━━ Source records ━━
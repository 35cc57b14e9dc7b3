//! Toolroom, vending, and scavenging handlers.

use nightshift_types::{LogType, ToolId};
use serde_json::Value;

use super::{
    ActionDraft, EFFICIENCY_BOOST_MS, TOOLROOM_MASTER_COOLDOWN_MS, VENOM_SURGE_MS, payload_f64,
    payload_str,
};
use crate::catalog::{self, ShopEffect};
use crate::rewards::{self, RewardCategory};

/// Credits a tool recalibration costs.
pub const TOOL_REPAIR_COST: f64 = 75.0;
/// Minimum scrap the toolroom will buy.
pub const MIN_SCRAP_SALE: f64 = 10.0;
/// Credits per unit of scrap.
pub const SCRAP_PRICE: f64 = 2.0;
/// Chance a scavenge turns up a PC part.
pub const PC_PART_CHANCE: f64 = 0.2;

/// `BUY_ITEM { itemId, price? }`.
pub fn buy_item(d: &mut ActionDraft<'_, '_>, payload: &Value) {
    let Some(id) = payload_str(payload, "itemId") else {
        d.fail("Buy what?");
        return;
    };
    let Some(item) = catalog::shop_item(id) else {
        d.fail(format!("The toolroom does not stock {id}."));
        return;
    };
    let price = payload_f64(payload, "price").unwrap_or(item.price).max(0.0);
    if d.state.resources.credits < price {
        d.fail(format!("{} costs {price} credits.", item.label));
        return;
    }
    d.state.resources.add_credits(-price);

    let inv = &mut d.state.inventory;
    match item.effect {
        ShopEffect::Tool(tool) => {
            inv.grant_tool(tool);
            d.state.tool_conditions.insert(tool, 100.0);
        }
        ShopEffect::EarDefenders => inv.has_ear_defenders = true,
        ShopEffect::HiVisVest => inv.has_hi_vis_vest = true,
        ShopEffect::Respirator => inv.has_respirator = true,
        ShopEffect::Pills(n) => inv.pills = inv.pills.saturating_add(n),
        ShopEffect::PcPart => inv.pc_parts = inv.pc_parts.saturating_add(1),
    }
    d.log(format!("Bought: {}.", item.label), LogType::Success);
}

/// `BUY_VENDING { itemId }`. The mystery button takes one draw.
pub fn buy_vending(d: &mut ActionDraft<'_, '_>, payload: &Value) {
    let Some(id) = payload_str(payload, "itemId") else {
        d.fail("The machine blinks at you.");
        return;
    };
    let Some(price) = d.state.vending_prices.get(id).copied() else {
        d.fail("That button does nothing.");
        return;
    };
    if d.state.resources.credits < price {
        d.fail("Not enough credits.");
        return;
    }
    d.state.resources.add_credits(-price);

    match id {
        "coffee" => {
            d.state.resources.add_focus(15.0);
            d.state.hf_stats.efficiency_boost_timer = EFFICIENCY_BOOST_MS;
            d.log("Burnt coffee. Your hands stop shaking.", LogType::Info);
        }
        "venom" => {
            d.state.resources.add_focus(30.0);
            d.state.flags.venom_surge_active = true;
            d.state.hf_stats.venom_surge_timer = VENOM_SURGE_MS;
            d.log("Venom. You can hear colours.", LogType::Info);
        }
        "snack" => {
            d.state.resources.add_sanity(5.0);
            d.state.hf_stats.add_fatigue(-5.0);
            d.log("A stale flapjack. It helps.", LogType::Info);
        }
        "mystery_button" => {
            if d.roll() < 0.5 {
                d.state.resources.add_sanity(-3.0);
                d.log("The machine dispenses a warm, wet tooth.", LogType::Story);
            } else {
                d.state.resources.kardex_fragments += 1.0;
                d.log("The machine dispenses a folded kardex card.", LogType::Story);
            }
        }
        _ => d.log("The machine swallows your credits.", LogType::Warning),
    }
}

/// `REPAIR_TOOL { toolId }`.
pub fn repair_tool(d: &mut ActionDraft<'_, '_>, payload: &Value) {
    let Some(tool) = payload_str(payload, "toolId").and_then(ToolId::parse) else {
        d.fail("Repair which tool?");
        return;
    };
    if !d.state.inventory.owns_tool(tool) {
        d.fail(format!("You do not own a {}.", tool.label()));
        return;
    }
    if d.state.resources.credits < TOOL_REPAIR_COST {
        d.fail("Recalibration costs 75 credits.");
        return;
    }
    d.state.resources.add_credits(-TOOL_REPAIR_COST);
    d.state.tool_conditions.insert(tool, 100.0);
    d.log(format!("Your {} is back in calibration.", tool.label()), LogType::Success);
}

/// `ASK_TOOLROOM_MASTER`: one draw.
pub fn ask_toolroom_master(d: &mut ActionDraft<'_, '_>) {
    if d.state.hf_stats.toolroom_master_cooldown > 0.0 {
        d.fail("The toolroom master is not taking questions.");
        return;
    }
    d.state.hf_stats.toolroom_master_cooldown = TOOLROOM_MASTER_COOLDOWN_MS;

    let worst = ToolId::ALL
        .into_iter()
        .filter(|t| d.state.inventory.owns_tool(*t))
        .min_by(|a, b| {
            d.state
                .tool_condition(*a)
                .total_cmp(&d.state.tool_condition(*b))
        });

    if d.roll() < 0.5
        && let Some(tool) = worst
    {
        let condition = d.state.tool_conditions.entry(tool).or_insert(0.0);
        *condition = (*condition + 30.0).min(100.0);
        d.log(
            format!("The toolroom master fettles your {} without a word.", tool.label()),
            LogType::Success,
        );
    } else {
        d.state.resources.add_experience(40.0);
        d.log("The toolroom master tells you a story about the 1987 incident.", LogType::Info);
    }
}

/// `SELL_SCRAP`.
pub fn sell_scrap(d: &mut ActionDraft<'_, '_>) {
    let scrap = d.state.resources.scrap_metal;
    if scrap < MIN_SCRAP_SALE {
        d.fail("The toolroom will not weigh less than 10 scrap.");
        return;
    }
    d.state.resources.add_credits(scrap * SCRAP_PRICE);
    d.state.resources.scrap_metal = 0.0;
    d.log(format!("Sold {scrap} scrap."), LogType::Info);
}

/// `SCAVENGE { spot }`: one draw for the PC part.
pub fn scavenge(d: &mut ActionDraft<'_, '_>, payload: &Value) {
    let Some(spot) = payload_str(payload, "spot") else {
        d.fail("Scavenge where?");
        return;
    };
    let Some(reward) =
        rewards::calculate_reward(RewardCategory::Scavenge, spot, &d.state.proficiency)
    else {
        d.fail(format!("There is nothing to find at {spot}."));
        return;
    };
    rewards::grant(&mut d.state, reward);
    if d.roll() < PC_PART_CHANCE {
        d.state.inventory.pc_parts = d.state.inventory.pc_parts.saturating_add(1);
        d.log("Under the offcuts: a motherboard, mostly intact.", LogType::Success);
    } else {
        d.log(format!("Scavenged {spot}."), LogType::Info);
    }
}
━━━
━━ Source records ━━
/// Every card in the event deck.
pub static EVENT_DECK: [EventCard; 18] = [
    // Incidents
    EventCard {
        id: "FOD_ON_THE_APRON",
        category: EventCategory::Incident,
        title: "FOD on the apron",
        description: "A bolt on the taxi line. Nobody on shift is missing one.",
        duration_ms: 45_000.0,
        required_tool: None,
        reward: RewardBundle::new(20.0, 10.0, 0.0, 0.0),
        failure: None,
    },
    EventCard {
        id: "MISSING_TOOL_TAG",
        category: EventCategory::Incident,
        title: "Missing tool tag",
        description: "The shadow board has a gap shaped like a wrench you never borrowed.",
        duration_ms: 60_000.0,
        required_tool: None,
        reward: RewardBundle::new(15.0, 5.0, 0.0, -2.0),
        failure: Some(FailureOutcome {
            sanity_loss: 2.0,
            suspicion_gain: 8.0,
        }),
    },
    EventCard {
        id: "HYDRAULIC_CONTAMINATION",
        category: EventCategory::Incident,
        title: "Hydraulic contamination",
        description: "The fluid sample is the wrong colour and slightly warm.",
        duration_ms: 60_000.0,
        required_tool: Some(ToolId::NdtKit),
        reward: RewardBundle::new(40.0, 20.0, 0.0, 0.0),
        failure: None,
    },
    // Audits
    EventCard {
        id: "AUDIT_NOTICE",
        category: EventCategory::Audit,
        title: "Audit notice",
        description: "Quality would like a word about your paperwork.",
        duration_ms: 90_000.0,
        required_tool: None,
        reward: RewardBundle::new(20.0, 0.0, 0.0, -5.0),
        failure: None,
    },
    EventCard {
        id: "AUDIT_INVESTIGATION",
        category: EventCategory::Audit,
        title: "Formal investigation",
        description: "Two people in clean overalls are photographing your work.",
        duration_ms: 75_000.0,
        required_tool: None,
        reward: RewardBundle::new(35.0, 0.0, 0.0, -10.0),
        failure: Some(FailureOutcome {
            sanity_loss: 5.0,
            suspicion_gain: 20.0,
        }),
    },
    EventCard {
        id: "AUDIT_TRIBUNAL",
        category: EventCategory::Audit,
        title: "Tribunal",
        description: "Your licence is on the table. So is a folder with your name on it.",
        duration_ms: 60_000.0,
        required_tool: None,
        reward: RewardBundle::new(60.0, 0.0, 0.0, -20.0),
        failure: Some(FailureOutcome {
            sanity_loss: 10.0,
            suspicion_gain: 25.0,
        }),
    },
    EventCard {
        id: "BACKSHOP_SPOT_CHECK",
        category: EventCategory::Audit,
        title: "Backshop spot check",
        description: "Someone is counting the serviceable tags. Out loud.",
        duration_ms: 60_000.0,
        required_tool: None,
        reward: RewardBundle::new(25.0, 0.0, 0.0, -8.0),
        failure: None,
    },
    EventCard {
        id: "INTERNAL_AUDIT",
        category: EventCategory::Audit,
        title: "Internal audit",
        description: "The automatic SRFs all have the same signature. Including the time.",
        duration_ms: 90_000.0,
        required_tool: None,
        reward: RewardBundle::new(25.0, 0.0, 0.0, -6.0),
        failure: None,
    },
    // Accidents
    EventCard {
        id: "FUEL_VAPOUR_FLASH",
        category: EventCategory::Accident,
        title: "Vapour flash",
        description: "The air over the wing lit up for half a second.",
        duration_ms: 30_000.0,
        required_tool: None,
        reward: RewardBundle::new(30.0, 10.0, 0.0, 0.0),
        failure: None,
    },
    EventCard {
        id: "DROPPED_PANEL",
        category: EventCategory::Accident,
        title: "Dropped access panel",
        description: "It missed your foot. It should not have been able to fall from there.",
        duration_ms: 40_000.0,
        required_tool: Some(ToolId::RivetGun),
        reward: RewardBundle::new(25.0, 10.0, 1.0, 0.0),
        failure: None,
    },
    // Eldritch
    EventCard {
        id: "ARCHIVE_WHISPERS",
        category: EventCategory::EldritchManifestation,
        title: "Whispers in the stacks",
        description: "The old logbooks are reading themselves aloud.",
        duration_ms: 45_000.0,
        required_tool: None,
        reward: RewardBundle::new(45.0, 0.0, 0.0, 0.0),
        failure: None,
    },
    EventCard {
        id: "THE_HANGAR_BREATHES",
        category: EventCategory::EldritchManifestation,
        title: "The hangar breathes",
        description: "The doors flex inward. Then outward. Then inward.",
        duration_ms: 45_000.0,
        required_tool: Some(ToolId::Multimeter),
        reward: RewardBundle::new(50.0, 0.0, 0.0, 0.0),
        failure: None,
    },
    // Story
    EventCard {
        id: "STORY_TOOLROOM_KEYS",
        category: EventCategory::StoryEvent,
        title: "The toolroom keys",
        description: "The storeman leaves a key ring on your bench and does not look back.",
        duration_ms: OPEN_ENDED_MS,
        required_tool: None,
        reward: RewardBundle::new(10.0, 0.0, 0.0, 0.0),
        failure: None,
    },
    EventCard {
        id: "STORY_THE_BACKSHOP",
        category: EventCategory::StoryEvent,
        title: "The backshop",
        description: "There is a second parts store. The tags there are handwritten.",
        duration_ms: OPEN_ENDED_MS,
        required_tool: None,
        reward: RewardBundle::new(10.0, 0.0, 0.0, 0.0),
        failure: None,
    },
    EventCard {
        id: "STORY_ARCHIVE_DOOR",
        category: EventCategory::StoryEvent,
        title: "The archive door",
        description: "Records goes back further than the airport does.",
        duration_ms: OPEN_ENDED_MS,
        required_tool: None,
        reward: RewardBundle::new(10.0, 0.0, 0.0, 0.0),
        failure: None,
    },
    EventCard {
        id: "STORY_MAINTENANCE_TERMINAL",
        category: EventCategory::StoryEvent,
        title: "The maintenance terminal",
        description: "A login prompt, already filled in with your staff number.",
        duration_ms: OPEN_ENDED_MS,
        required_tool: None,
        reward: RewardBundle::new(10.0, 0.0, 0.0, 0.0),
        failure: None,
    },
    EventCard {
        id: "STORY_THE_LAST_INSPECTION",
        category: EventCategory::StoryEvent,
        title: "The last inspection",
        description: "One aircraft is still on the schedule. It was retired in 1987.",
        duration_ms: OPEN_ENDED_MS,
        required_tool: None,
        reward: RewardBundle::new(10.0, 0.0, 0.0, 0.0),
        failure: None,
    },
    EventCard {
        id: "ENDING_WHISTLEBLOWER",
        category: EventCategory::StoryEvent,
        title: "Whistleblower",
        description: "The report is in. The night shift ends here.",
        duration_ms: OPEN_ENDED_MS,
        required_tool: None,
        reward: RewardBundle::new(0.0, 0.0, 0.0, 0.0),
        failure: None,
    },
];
━━━
*Task:* Find every line of the data above that holds the word "ShopEffect", then state how many there are and nothing else.

*Result of this task:* 7